(PROBLEM STATEMENT): Your answer should consist solely of the lines from the first line of the data through the line with "pub async fn delete_update(&self, id: i64)", each reproduced exactly.

Stored data entries:

********

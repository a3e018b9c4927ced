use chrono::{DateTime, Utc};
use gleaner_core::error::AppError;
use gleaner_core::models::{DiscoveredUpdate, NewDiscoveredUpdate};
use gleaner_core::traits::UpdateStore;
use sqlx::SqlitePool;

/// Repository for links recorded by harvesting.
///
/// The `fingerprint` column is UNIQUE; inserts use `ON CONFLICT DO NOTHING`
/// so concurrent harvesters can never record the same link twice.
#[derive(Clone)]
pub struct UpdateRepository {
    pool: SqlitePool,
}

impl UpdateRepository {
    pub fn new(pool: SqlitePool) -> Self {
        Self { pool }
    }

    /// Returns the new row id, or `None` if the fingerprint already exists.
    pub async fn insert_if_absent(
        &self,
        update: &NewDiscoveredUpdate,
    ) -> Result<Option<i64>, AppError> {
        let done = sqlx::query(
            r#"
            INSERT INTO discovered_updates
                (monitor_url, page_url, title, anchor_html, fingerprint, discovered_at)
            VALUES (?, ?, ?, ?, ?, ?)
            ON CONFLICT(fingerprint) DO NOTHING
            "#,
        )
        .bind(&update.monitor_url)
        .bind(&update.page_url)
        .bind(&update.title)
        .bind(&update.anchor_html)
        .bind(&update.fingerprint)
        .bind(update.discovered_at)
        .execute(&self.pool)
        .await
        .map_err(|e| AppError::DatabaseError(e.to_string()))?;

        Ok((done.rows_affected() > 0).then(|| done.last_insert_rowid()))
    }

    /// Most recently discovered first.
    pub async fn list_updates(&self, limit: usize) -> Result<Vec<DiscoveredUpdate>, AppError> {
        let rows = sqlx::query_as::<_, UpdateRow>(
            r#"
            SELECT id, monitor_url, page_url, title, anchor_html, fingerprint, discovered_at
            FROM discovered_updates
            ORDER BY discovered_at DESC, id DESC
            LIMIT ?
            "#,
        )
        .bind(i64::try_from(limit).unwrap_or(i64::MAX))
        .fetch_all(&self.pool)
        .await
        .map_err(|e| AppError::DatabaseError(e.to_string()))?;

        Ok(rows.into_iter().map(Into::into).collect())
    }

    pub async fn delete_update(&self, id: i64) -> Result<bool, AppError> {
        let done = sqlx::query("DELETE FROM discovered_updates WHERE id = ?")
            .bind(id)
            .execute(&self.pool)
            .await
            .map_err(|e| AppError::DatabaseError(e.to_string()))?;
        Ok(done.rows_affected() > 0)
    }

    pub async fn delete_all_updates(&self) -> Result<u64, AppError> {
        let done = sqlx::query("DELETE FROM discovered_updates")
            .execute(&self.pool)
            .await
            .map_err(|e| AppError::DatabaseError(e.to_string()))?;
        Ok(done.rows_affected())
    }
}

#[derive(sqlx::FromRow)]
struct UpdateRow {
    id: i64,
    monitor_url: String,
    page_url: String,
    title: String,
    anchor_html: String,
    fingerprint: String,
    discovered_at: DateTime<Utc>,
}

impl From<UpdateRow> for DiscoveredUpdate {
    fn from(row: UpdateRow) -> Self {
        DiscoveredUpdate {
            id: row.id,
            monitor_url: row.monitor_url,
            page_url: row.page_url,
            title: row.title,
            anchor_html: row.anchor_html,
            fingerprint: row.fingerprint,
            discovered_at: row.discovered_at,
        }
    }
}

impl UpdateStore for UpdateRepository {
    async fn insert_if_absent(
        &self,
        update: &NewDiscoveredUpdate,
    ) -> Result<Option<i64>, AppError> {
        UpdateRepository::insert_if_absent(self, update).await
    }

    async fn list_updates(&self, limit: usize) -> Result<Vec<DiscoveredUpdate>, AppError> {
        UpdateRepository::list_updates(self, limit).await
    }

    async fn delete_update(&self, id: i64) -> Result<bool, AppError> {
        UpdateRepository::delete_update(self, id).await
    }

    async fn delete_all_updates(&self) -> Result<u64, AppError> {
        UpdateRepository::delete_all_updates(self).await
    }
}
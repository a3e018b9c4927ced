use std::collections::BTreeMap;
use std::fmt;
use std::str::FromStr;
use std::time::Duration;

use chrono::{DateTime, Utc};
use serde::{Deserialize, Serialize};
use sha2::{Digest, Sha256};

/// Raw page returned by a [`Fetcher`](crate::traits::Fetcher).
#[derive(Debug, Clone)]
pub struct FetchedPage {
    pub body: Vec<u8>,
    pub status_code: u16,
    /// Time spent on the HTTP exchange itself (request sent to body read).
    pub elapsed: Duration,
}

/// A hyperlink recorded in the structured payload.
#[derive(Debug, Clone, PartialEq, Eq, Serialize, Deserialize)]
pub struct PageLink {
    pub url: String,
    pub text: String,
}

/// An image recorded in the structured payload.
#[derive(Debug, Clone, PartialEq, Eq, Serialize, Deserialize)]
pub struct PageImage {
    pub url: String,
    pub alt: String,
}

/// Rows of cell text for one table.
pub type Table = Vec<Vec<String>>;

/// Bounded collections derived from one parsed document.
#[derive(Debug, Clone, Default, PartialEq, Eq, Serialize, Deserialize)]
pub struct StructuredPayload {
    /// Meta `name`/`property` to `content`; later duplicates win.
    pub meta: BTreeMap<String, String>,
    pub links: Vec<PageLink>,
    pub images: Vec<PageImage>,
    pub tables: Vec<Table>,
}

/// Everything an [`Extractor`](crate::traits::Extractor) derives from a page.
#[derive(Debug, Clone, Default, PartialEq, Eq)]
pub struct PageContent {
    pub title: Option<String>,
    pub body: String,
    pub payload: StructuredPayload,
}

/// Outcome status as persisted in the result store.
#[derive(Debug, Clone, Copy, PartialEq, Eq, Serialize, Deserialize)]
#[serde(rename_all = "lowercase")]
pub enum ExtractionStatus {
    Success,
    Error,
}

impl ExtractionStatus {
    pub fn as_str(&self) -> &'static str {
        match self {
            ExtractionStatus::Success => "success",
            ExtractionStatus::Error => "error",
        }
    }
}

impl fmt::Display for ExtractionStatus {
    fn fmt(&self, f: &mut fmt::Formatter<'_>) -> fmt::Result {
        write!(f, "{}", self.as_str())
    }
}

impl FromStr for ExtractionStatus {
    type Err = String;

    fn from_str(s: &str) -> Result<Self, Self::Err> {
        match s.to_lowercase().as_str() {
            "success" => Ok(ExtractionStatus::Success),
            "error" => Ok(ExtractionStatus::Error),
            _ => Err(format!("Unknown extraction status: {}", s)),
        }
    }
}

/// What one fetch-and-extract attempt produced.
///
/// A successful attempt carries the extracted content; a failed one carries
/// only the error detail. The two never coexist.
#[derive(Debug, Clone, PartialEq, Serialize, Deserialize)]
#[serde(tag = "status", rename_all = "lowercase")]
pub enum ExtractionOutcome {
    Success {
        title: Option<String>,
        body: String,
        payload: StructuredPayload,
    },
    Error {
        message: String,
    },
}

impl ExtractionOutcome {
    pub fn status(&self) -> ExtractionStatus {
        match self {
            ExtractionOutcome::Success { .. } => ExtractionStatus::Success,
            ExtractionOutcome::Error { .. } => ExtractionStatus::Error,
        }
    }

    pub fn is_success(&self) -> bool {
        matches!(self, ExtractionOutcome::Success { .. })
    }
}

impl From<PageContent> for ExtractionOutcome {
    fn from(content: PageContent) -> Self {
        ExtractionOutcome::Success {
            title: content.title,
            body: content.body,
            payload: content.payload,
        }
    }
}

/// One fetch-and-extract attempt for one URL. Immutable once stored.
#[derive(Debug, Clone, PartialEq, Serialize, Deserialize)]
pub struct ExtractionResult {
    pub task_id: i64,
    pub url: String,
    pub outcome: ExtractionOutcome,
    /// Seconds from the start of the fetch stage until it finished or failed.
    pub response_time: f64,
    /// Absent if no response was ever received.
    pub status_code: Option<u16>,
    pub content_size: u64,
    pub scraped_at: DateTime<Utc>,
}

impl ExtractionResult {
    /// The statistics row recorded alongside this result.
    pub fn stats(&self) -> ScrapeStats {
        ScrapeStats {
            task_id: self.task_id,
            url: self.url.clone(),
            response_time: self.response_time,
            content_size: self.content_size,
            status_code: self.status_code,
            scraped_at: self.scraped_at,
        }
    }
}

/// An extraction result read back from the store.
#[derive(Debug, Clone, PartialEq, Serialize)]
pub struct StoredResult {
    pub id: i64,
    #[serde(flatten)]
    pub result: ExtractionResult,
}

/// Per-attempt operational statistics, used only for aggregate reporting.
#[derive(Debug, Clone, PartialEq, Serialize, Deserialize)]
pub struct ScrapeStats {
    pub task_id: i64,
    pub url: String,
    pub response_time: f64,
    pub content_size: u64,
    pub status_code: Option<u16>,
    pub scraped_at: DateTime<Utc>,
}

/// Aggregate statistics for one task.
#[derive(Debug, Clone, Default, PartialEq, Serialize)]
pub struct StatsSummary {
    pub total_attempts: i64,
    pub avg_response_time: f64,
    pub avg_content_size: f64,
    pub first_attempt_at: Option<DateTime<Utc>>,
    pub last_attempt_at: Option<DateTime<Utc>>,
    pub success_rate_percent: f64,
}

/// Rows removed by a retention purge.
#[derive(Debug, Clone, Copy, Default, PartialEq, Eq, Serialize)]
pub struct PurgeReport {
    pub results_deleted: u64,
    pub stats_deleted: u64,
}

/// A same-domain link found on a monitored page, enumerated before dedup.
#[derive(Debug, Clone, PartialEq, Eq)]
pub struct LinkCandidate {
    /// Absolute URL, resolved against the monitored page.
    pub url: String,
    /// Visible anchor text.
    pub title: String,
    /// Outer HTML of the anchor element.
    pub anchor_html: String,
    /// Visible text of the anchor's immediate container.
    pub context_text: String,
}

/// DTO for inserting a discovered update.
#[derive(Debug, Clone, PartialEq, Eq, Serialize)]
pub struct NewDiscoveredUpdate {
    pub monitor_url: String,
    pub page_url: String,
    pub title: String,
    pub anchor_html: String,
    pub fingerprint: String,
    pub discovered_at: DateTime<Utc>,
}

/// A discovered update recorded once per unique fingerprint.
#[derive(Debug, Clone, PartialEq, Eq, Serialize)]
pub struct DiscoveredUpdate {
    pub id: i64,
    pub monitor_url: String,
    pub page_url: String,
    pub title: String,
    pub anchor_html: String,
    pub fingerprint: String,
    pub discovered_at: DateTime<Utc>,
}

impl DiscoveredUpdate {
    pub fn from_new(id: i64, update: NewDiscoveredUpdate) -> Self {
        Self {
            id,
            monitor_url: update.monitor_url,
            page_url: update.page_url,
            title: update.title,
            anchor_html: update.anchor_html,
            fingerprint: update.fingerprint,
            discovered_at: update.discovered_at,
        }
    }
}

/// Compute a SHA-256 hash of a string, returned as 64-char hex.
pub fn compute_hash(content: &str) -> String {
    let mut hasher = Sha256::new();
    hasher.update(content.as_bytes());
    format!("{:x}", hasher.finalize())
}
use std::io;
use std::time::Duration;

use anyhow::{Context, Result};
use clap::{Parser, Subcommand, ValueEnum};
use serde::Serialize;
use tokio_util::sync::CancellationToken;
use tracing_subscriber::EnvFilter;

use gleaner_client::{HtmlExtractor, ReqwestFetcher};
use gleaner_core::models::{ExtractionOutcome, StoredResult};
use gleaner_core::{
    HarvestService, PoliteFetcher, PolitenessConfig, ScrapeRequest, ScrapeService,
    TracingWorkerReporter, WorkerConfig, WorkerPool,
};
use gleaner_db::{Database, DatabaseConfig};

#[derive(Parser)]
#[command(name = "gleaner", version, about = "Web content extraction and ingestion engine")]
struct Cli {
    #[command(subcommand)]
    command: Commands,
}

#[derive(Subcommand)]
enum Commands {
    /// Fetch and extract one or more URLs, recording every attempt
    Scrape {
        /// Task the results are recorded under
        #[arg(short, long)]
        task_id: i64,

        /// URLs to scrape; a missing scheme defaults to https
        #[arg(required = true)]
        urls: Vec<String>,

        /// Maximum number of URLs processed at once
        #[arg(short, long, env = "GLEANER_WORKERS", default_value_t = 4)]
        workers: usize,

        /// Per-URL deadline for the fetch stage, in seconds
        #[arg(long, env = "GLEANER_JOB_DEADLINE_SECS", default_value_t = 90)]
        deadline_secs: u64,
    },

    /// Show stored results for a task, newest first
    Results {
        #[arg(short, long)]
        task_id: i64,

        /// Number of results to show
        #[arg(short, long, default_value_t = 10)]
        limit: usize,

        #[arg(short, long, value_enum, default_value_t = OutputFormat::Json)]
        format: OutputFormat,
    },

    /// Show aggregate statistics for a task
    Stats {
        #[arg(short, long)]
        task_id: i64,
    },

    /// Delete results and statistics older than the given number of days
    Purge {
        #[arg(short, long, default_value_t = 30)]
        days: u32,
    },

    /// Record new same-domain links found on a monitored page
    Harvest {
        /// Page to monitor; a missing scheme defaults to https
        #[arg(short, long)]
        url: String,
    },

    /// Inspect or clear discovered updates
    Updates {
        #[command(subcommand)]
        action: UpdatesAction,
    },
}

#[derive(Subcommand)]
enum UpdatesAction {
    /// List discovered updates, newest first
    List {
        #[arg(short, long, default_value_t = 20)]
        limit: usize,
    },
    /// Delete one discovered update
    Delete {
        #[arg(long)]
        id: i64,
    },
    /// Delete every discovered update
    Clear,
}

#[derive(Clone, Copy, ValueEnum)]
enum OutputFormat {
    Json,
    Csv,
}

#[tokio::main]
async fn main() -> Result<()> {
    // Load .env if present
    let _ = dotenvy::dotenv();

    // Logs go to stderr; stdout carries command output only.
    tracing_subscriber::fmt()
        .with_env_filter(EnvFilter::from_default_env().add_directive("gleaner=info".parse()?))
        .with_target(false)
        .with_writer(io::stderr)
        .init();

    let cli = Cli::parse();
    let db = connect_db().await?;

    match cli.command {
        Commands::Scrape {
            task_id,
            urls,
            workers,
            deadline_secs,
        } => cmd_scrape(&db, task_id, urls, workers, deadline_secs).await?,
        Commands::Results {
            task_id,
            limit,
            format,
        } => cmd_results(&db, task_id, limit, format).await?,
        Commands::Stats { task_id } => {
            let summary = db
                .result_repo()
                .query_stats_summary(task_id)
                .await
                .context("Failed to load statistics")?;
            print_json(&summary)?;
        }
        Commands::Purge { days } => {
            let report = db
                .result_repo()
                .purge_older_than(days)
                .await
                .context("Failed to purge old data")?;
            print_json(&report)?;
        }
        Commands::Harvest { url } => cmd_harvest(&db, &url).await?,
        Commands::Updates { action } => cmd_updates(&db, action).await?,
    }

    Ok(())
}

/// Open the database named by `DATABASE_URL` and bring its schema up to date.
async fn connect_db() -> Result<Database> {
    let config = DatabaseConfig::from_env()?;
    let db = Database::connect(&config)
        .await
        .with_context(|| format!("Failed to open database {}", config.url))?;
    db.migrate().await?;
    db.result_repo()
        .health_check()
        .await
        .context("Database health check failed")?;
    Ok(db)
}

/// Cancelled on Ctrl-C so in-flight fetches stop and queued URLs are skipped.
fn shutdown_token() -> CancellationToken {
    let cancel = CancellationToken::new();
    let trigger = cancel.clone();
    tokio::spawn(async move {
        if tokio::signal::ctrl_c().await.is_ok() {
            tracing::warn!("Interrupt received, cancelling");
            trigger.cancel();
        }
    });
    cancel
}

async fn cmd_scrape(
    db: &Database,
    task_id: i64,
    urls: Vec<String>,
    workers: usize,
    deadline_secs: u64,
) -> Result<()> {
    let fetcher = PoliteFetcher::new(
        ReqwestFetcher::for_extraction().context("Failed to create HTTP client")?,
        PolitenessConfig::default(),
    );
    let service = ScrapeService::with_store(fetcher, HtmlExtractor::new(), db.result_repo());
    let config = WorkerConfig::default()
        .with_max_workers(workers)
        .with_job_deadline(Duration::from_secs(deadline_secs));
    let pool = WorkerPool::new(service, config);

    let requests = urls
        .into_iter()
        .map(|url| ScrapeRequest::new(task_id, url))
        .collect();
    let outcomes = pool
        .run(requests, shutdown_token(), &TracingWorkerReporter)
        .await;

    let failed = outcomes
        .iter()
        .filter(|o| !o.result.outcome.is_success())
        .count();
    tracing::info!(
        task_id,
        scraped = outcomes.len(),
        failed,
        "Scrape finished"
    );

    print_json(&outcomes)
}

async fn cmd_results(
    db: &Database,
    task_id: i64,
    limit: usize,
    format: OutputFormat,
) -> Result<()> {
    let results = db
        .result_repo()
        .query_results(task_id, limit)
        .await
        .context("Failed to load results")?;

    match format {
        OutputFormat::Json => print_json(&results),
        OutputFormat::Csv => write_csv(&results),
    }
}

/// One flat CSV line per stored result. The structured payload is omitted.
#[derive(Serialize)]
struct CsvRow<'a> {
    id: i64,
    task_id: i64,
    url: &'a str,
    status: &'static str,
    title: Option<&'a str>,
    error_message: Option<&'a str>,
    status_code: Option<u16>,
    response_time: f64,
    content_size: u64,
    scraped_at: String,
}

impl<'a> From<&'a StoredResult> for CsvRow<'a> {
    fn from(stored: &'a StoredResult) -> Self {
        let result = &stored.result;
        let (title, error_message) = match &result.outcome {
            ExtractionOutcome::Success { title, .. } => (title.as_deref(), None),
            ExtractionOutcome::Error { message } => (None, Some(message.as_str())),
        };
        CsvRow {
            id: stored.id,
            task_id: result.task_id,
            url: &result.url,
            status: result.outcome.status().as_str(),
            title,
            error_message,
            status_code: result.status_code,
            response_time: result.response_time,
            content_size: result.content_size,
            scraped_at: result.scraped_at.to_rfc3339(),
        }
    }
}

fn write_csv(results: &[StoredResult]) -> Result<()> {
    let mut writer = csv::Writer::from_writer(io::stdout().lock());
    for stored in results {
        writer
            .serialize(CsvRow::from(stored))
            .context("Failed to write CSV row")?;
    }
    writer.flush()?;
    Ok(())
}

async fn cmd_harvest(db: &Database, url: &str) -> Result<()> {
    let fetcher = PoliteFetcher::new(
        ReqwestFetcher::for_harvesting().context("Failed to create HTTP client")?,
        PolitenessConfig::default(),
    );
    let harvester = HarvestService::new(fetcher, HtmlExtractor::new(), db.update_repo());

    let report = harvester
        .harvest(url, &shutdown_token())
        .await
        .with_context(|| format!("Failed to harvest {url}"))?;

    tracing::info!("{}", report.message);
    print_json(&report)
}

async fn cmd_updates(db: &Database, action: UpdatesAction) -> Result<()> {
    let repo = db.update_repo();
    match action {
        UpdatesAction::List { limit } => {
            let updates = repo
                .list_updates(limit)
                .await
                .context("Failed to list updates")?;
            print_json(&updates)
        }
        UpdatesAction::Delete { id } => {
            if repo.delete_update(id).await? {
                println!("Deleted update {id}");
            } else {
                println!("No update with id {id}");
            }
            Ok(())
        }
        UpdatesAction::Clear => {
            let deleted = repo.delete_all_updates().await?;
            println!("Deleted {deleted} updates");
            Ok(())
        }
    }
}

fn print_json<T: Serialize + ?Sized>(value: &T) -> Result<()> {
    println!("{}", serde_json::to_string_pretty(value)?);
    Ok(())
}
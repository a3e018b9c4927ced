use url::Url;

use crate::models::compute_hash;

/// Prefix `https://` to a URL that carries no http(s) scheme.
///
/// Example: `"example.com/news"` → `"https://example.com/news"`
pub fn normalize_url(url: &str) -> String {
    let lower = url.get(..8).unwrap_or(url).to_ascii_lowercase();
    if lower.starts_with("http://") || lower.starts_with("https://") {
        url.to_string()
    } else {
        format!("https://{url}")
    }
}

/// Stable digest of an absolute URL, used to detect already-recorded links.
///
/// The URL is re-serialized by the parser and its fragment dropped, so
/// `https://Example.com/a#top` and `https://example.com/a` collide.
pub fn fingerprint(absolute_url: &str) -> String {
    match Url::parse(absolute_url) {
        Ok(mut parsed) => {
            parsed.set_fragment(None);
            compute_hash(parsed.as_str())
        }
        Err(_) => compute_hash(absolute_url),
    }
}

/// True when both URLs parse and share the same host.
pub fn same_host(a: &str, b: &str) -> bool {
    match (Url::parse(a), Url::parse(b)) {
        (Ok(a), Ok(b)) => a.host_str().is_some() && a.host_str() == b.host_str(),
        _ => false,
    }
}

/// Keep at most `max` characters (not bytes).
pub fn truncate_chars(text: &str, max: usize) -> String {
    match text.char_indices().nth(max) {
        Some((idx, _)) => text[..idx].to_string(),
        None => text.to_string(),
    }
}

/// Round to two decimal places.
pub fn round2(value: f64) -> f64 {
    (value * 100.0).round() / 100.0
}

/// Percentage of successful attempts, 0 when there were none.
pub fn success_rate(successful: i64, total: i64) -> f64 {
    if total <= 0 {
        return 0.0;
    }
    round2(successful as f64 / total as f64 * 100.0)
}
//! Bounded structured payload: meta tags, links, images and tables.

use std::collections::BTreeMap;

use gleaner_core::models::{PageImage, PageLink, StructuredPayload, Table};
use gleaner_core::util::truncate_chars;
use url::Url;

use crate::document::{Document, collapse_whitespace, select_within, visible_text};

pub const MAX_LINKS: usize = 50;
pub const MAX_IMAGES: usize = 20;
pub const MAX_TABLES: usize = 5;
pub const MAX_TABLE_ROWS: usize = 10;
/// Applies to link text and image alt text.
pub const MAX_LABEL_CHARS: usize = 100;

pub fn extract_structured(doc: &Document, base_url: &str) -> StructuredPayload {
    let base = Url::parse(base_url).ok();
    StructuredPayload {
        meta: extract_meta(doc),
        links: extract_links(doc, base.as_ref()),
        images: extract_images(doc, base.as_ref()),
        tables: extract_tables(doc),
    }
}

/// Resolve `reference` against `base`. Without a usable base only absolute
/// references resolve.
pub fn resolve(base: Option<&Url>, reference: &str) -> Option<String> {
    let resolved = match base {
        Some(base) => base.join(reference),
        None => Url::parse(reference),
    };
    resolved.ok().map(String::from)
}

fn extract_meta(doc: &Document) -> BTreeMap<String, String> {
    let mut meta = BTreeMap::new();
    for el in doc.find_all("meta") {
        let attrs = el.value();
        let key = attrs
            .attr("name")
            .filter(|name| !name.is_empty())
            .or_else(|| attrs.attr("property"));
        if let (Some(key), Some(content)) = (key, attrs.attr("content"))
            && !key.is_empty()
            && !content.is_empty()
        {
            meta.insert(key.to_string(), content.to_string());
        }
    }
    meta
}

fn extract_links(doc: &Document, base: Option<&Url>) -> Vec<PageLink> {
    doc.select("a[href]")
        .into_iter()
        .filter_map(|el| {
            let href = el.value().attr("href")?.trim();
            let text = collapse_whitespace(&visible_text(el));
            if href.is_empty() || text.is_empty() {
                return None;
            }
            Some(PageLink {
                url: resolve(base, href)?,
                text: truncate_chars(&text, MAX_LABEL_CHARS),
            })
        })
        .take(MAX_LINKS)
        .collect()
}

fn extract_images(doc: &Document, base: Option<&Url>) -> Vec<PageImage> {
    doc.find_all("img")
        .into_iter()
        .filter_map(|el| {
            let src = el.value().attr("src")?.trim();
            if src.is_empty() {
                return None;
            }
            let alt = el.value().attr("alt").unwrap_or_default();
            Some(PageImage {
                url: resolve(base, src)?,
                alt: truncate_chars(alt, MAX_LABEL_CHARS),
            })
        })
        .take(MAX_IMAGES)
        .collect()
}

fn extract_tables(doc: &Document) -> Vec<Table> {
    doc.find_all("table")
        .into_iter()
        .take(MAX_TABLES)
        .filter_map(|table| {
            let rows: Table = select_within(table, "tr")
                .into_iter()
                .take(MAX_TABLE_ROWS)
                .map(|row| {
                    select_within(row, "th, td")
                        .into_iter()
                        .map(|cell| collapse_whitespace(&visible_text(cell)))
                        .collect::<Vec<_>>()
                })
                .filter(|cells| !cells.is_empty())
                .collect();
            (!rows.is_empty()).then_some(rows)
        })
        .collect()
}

********

(REPLY):
repository a3e018b9c4927ced
use chrono::{DateTime, Utc};
use gleaner_core::error::AppError;
use gleaner_core::models::{DiscoveredUpdate, NewDiscoveredUpdate};
use gleaner_core::traits::UpdateStore;
use sqlx::SqlitePool;

/// Repository for links recorded by harvesting.
///
/// The `fingerprint` column is UNIQUE; inserts use `ON CONFLICT DO NOTHING`
/// so concurrent harvesters can never record the same link twice.
#[derive(Clone)]
pub struct UpdateRepository {
    pool: SqlitePool,
}

impl UpdateRepository {
    pub fn new(pool: SqlitePool) -> Self {
        Self { pool }
    }

    /// Returns the new row id, or `None` if the fingerprint already exists.
    pub async fn insert_if_absent(
        &self,
        update: &NewDiscoveredUpdate,
    ) -> Result<Option<i64>, AppError> {
        let done = sqlx::query(
            r#"
            INSERT INTO discovered_updates
                (monitor_url, page_url, title, anchor_html, fingerprint, discovered_at)
            VALUES (?, ?, ?, ?, ?, ?)
            ON CONFLICT(fingerprint) DO NOTHING
            "#,
        )
        .bind(&update.monitor_url)
        .bind(&update.page_url)
        .bind(&update.title)
        .bind(&update.anchor_html)
        .bind(&update.fingerprint)
        .bind(update.discovered_at)
        .execute(&self.pool)
        .await
        .map_err(|e| AppError::DatabaseError(e.to_string()))?;

        Ok((done.rows_affected() > 0).then(|| done.last_insert_rowid()))
    }

    /// Most recently discovered first.
    pub async fn list_updates(&self, limit: usize) -> Result<Vec<DiscoveredUpdate>, AppError> {
        let rows = sqlx::query_as::<_, UpdateRow>(
            r#"
            SELECT id, monitor_url, page_url, title, anchor_html, fingerprint, discovered_at
            FROM discovered_updates
            ORDER BY discovered_at DESC, id DESC
            LIMIT ?
            "#,
        )
        .bind(i64::try_from(limit).unwrap_or(i64::MAX))
        .fetch_all(&self.pool)
        .await
        .map_err(|e| AppError::DatabaseError(e.to_string()))?;

        Ok(rows.into_iter().map(Into::into).collect())
    }

    pub async fn delete_update(&self, id: i64) -> Result<bool, AppError> {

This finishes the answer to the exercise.